**EXERCISE BRIEF:** Could you print exactly the lines of the listing below, starting at the line that has "use axum::Extension;" and ending at the line that has "use cms_models::post::PostSearch;", and only those lines?

**DATA:**

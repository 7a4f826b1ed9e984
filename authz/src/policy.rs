//! Authorization rules of the content resources
//!
//! The rules are pure functions of the caller's standing in their active team, the
//! [Regulator](crate::Regulator) is in charge of fetching that standing.

use crate::Action;
use crate::Authorization;
use crate::Role;

/// What the policies know about the user performing an action
#[derive(Debug, Clone, Copy, PartialEq, Eq)]
pub struct Caller {
    pub user_id: i64,
    /// Role held in the caller's active team, if they have one and are a member of it
    pub role: Option<Role>,
}

impl Caller {
    pub fn is_team_admin(&self) -> bool {
        self.role == Some(Role::Admin)
    }
}

/// Posts can be listed, read and created by any authenticated user.
/// Changing a post requires to be its author or an admin of the active team.
pub fn post_policy(action: Action, caller: &Caller, author_id: i64) -> Authorization<()> {
    if !action.is_modification() || caller.user_id == author_id {
        return Authorization::Granted(());
    }
    if caller.is_team_admin() {
        return Authorization::Bypassed;
    }
    Authorization::Denied {
        reason: "only team admins or the post author can modify this post",
    }
}

/// Managing users is reserved to the admins of the active team
pub fn user_policy(_action: Action, caller: &Caller) -> Authorization<()> {
    if caller.is_team_admin() {
        Authorization::Granted(())
    } else {
        Authorization::Denied {
            reason: "only team admins can manage users",
        }
    }
}

#[cfg(test)]
mod tests {
    use rstest::rstest;
    use strum::IntoEnumIterator as _;

    use super::*;

    const AUTHOR: i64 = 1;
    const OTHER: i64 = 2;

    fn caller(user_id: i64, role: Option<Role>) -> Caller {
        Caller { user_id, role }
    }

    #[rstest]
    #[case::view_any(Action::ViewAny)]
    #[case::view(Action::View)]
    #[case::create(Action::Create)]
    fn anyone_can_read_and_create_posts(#[case] action: Action) {
        for role in [None, Some(Role::Guest), Some(Role::Member), Some(Role::Admin)] {
            post_policy(action, &caller(OTHER, role), AUTHOR).expect_allowed("read access");
        }
    }

    #[rstest]
    #[case::update(Action::Update)]
    #[case::delete(Action::Delete)]
    #[case::restore(Action::Restore)]
    #[case::force_delete(Action::ForceDelete)]
    fn post_modifications(#[case] action: Action) {
        post_policy(action, &caller(AUTHOR, Some(Role::Guest)), AUTHOR)
            .expect_allowed("the author owns the post");
        post_policy(action, &caller(AUTHOR, None), AUTHOR)
            .expect_allowed("authors don't need a team");
        post_policy(action, &caller(OTHER, Some(Role::Member)), AUTHOR)
            .expect_denied("members can't modify posts of others");
        post_policy(action, &caller(OTHER, None), AUTHOR)
            .expect_denied("teamless users can't modify posts of others");
        assert!(matches!(
            post_policy(action, &caller(OTHER, Some(Role::Admin)), AUTHOR),
            Authorization::Bypassed
        ));
    }

    #[test]
    fn only_admins_manage_users() {
        for action in Action::iter() {
            user_policy(action, &caller(OTHER, Some(Role::Admin))).expect_allowed("admin");
            for role in [None, Some(Role::Guest), Some(Role::Member)] {
                user_policy(action, &caller(OTHER, role)).expect_denied("not an admin");
            }
        }
    }
}
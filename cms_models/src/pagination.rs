/// A page of a listing, pages start at 1
#[derive(Debug, Clone, Copy, PartialEq, Eq)]
pub struct Page {
    pub page: u64,
    pub per_page: u64,
}

impl Page {
    pub fn new(page: u64, per_page: u64) -> Self {
        Self {
            page: page.max(1),
            per_page: per_page.max(1),
        }
    }

    pub fn limit(&self) -> i64 {
        i64::try_from(self.per_page).unwrap_or(i64::MAX)
    }

    pub fn offset(&self) -> i64 {
        i64::try_from((self.page - 1).saturating_mul(self.per_page)).unwrap_or(i64::MAX)
    }
}

impl Default for Page {
    fn default() -> Self {
        Self::new(1, 15)
    }
}

#[cfg(test)]
mod tests {
    use super::*;

    #[test]
    fn offsets() {
        assert_eq!(Page::new(1, 15).offset(), 0);
        assert_eq!(Page::new(3, 10).offset(), 20);
        assert_eq!(Page::new(0, 0), Page::new(1, 1));
        assert_eq!(Page::new(u64::MAX, u64::MAX).offset(), i64::MAX);
    }
}
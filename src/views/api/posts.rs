use authz::Action;
use axum::Extension;
use axum::Json;
use axum::extract::Path;
use axum::extract::State;
use cms_models::Post;
use cms_models::PostStatus;
use cms_models::Page;
use cms_models::TeamScope;
use cms_models::post::PostFilters;
use cms_models::post::PostSearch;
use serde::Deserialize;
use utoipa::IntoParams;

use crate::error::InternalError;
use crate::error::Result;
use crate::views::AppState;
use crate::views::AuthenticationExt;
use crate::views::pagination::PaginationQueryParams;
use crate::views::pagination::PaginationStats;
use crate::views::resources::PostError;
use crate::views::resources::PostPage;
use crate::views::resources::PostRelations;
use crate::views::resources::PostResource;
use crate::views::validation::FieldErrors;
use crate::views::validation::Validate;
use crate::views::validation::ValidQuery;
use crate::views::validation::ValidationError;
use crate::views::validation::present;

pub(in crate::views) const STATUSES: &[&str] = &["draft", "published", "archived"];
const MAX_FILTER_LENGTH: usize = 255;

/// Filters of the post listing
#[derive(Debug, Default, Deserialize, IntoParams)]
#[into_params(parameter_in = Query)]
pub(in crate::views) struct PostListParams {
    /// Only the posts with this status
    #[param(value_type = Option<PostStatus>, default = "published")]
    status: Option<String>,
    /// Only the posts in the category with this name
    #[param(max_length = 255)]
    category: Option<String>,
    /// Only the posts with a tag of this name
    #[param(max_length = 255)]
    tag: Option<String>,
    /// Text contained in the title, the excerpt or the content
    #[param(max_length = 255)]
    search: Option<String>,
}

#[derive(Debug, Default, Deserialize)]
pub(in crate::views) struct RawPostListQuery {
    #[serde(flatten)]
    params: PostListParams,
    #[serde(flatten)]
    pagination: PaginationQueryParams,
}

#[derive(Debug, PartialEq)]
pub(in crate::views) struct PostListRequest {
    filters: PostFilters,
    page: Page,
}

impl Validate for PostListRequest {
    type Raw = RawPostListQuery;

    fn validate(
        RawPostListQuery { params, pagination }: RawPostListQuery,
    ) -> Result<Self, ValidationError> {
        let mut errors = FieldErrors::default();
        let status = errors
            .one_of("status", present(&params.status), STATUSES)
            .unwrap_or(PostStatus::Published);
        let category = present(&params.category);
        let tag = present(&params.tag);
        let search = present(&params.search);
        errors.max_length("category", category, MAX_FILTER_LENGTH);
        errors.max_length("tag", tag, MAX_FILTER_LENGTH);
        errors.max_length("search", search, MAX_FILTER_LENGTH);
        let page = pagination.validate(&mut errors);
        errors.check(PostListRequest {
            filters: PostFilters {
                status: Some(status),
                category: category.map(ToOwned::to_owned),
                tag: tag.map(ToOwned::to_owned),
                search: search.map(|text| PostSearch::Content(text.to_owned())),
                ..Default::default()
            },
            page,
        })
    }
}

#[cms_derive::route]
#[utoipa::path(
    get, path = "",
    tags = ["api"],
    params(PostListParams, PaginationQueryParams),
    responses(
        (status = 200, body = PostPage, description = "Posts of the caller's team, most recently published first"),
        (status = 422, body = InternalError, description = "Invalid query parameters"),
    )
)]
pub(in crate::views) async fn list(
    State(AppState {
        db_pool, config, ..
    }): State<AppState>,
    Extension(auth): AuthenticationExt,
    ValidQuery(PostListRequest { filters, page }): ValidQuery<PostListRequest>,
) -> Result<Json<PostPage>> {
    let authorizer = auth.authorizer()?;
    let scope = TeamScope::for_caller(authorizer.current_team_id());
    let conn = &mut db_pool.get().await?;
    let (posts, count) = Post::list(conn, scope, &filters, page).await?;
    let results = PostRelations::resources(conn, posts, &config.media).await?;
    Ok(Json(PostPage {
        results,
        stats: PaginationStats::new(count, page),
    }))
}

/// Published posts are visible to anyone, the others only to the callers allowed to list every post
fn visible(post: Option<Post>, can_view_any: bool) -> Option<Post> {
    post.filter(|post| post.is_published() || can_view_any)
}

#[cms_derive::route]
#[utoipa::path(
    get, path = "",
    tags = ["api"],
    params(("slug" = String, Path, description = "Slug of the post")),
    responses(
        (status = 200, body = PostResource, description = "The post"),
        (status = 404, body = InternalError, description = "No visible post has this slug in the caller's team"),
    )
)]
pub(in crate::views) async fn show(
    State(AppState {
        db_pool, config, ..
    }): State<AppState>,
    Extension(auth): AuthenticationExt,
    Path(slug): Path<String>,
) -> Result<Json<PostResource>> {
    let authorizer = auth.authorizer()?;
    let scope = TeamScope::for_caller(authorizer.current_team_id());
    let conn = &mut db_pool.get().await?;
    let post = Post::retrieve_by_slug(conn, scope, &slug).await?;
    let can_view_any = match &post {
        Some(post) if !post.is_published() => !authorizer
            .authorize_post(Action::ViewAny, post.user_id)
            .denied(),
        _ => true,
    };
    let post = visible(post, can_view_any).ok_or_else(|| PostError::not_found(&slug))?;
    let mut relations = PostRelations::load(conn, std::slice::from_ref(&post)).await?;
    Ok(Json(relations.resource(post, &config.media)))
}

#[cfg(test)]
mod tests {
    use chrono::Utc;
    use pretty_assertions::assert_eq;
    use rstest::rstest;

    use super::*;

    // deserialized the way the Query extractor does
    fn raw(query: &str) -> RawPostListQuery {
        let uri: axum::http::Uri = format!("/api/posts?{query}").parse().unwrap();
        axum::extract::Query::<RawPostListQuery>::try_from_uri(&uri)
            .unwrap()
            .0
    }

    fn post(status: PostStatus) -> Post {
        Post {
            id: 1,
            user_id: 1,
            team_id: Some(1),
            title: "Draft".to_owned(),
            slug: "draft".to_owned(),
            excerpt: None,
            content: None,
            status,
            published_at: None,
            created_at: Utc::now(),
            updated_at: Utc::now(),
            deleted_at: None,
        }
    }

    #[test]
    fn listing_defaults_to_published_posts() {
        let request = PostListRequest::validate(raw("")).unwrap();
        assert_eq!(
            request,
            PostListRequest {
                filters: PostFilters {
                    status: Some(PostStatus::Published),
                    ..Default::default()
                },
                page: Page::new(1, 15),
            }
        );
    }

    #[test]
    fn listing_filters() {
        let request =
            PostListRequest::validate(raw("status=draft&category=News&tag=rust&search=async&page=2&per_page=5"))
                .unwrap();
        assert_eq!(request.filters.status, Some(PostStatus::Draft));
        assert_eq!(request.filters.category.as_deref(), Some("News"));
        assert_eq!(request.filters.tag.as_deref(), Some("rust"));
        assert_eq!(
            request.filters.search,
            Some(PostSearch::Content("async".to_owned()))
        );
        assert_eq!(request.page, Page::new(2, 5));
    }

    #[rstest]
    #[case::unknown_status("status=deleted", "status")]
    #[case::long_category(&format!("category={}", "a".repeat(256)), "category")]
    #[case::long_search(&format!("search={}", "a".repeat(256)), "search")]
    #[case::per_page_too_large("per_page=101", "per_page")]
    #[case::page_zero("page=0", "page")]
    fn invalid_listing_parameters(#[case] query: &str, #[case] field: &str) {
        let Err(ValidationError::Invalid { fields }) = PostListRequest::validate(raw(query)) else {
            panic!("{query} should be rejected");
        };
        assert!(fields.get(field).is_some(), "{field} not reported: {fields:?}");
    }

    #[test]
    fn drafts_are_hidden_without_view_any() {
        assert_eq!(visible(Some(post(PostStatus::Draft)), false), None);
        let draft = visible(Some(post(PostStatus::Draft)), true).expect("view any shows drafts");
        assert_eq!(draft.slug, "draft");
        assert!(visible(Some(post(PostStatus::Published)), false).is_some());
        assert!(visible(Some(post(PostStatus::Archived)), false).is_none());
        assert_eq!(visible(None, true), None);
    }

    mod with_database {
        use authz::Role;
        use axum::http::StatusCode;
        use pretty_assertions::assert_eq;
        use serde_json::Value;
        use serde_json::json;

        use crate::views::test_app::TestApp;
        use crate::views::test_app::TestAppBuilder;
        use crate::views::test_app::TestUser;
        use crate::views::test_app::unique;

        async fn create_post(app: &TestApp, user: &TestUser, mut body: Value) -> Value {
            body["title"] = json!(unique("Post"));
            let request = user.authenticate(app.post("/admin/posts")).json(&body);
            app.fetch(request)
                .await
                .assert_status(StatusCode::CREATED)
                .json_into()
        }

        async fn list(app: &TestApp, user: &TestUser, query: &[(&str, &str)]) -> Vec<String> {
            let mut request = user.authenticate(app.get("/api/posts"));
            for (key, value) in query {
                request = request.add_query_param(key, value);
            }
            let page: Value = app.fetch(request).await.assert_status(StatusCode::OK).json_into();
            page["results"]
                .as_array()
                .expect("results are a list")
                .iter()
                .map(|post| post["slug"].as_str().unwrap_or_default().to_owned())
                .collect()
        }

        fn slug(post: &Value) -> String {
            post["slug"].as_str().unwrap_or_default().to_owned()
        }

        #[tokio::test(flavor = "multi_thread", worker_threads = 1)]
        async fn category_filter_finds_the_created_post() {
            let Some(app) = TestAppBuilder::new().with_database().await else {
                return;
            };
            let admin = app.create_team_admin().await;
            let filed = create_post(
                &app,
                &admin,
                json!({"status": "published", "categories": ["Foo"]}),
            )
            .await;
            create_post(&app, &admin, json!({"status": "published", "tags": ["Foo"]})).await;
            assert_eq!(filed["categories"][0]["name"], "Foo");

            assert_eq!(list(&app, &admin, &[("category", "Foo")]).await, vec![slug(&filed)]);
            assert!(list(&app, &admin, &[("category", "Bar")]).await.is_empty());
        }

        #[tokio::test(flavor = "multi_thread", worker_threads = 1)]
        async fn tag_filter_matches_tags_of_any_type() {
            let Some(app) = TestAppBuilder::new().with_database().await else {
                return;
            };
            let admin = app.create_team_admin().await;
            let rust = create_post(&app, &admin, json!({"status": "published", "tags": ["X"]})).await;
            let category = create_post(
                &app,
                &admin,
                json!({"status": "published", "categories": ["X"]}),
            )
            .await;
            create_post(&app, &admin, json!({"status": "published", "tags": ["Y"]})).await;

            let mut found = list(&app, &admin, &[("tag", "X")]).await;
            found.sort();
            let mut expected = vec![slug(&rust), slug(&category)];
            expected.sort();
            assert_eq!(found, expected);
        }

        #[tokio::test(flavor = "multi_thread", worker_threads = 1)]
        async fn only_published_posts_are_listed_by_default() {
            let Some(app) = TestAppBuilder::new().with_database().await else {
                return;
            };
            let admin = app.create_team_admin().await;
            let undated = create_post(
                &app,
                &admin,
                json!({"status": "published", "published_at": null}),
            )
            .await;
            let older = create_post(
                &app,
                &admin,
                json!({"status": "published", "published_at": "2020-01-01T00:00:00Z"}),
            )
            .await;
            let recent = create_post(&app, &admin, json!({"status": "published"})).await;
            let draft = create_post(&app, &admin, json!({"status": "draft"})).await;

            // most recent first, the posts without publication date last
            assert_eq!(
                list(&app, &admin, &[]).await,
                vec![slug(&recent), slug(&older), slug(&undated)]
            );
            assert_eq!(list(&app, &admin, &[("status", "draft")]).await, vec![slug(&draft)]);
        }

        #[tokio::test(flavor = "multi_thread", worker_threads = 1)]
        async fn drafts_are_shown_to_callers_allowed_to_list_posts() {
            let Some(app) = TestAppBuilder::new().with_database().await else {
                return;
            };
            let admin = app.create_team_admin().await;
            let reader = app
                .add_team_member(admin.team_id, Role::Member, &["read"])
                .await;
            let writer = app
                .add_team_member(admin.team_id, Role::Member, &["create"])
                .await;
            let draft = create_post(&app, &admin, json!({"status": "draft"})).await;
            let published = create_post(&app, &admin, json!({"status": "published"})).await;
            let draft_path = format!("/api/posts/{}", slug(&draft));

            let shown: Value = app
                .fetch(reader.authenticate(app.get(&draft_path)))
                .await
                .assert_status(StatusCode::OK)
                .json_into();
            assert_eq!(shown["status"], "draft");
            app.fetch(writer.authenticate(app.get(&draft_path)))
                .await
                .assert_status(StatusCode::NOT_FOUND);
            app.fetch(writer.authenticate(app.get(&format!("/api/posts/{}", slug(&published)))))
                .await
                .assert_status(StatusCode::OK);
        }

        #[tokio::test(flavor = "multi_thread", worker_threads = 1)]
        async fn search_ignores_case_and_takes_wildcards_literally() {
            let Some(app) = TestAppBuilder::new().with_database().await else {
                return;
            };
            let admin = app.create_team_admin().await;
            let greeting = create_post(
                &app,
                &admin,
                json!({"status": "published", "content": "Hello World, 100% sure"}),
            )
            .await;
            create_post(
                &app,
                &admin,
                json!({"status": "published", "content": "1000 reasons"}),
            )
            .await;

            assert_eq!(
                list(&app, &admin, &[("search", "hello world")]).await,
                vec![slug(&greeting)]
            );
            assert_eq!(list(&app, &admin, &[("search", "100%")]).await, vec![slug(&greeting)]);
            assert!(list(&app, &admin, &[("search", "1_0")]).await.is_empty());
        }
    }
}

**TASK RESULT:**
use axum::Extension;
use axum::Json;
use axum::extract::Path;
use axum::extract::State;
use cms_models::Post;
use cms_models::PostStatus;
use cms_models::Page;
use cms_models::TeamScope;
use cms_models::post::PostFilters;
use cms_models::post::PostSearch;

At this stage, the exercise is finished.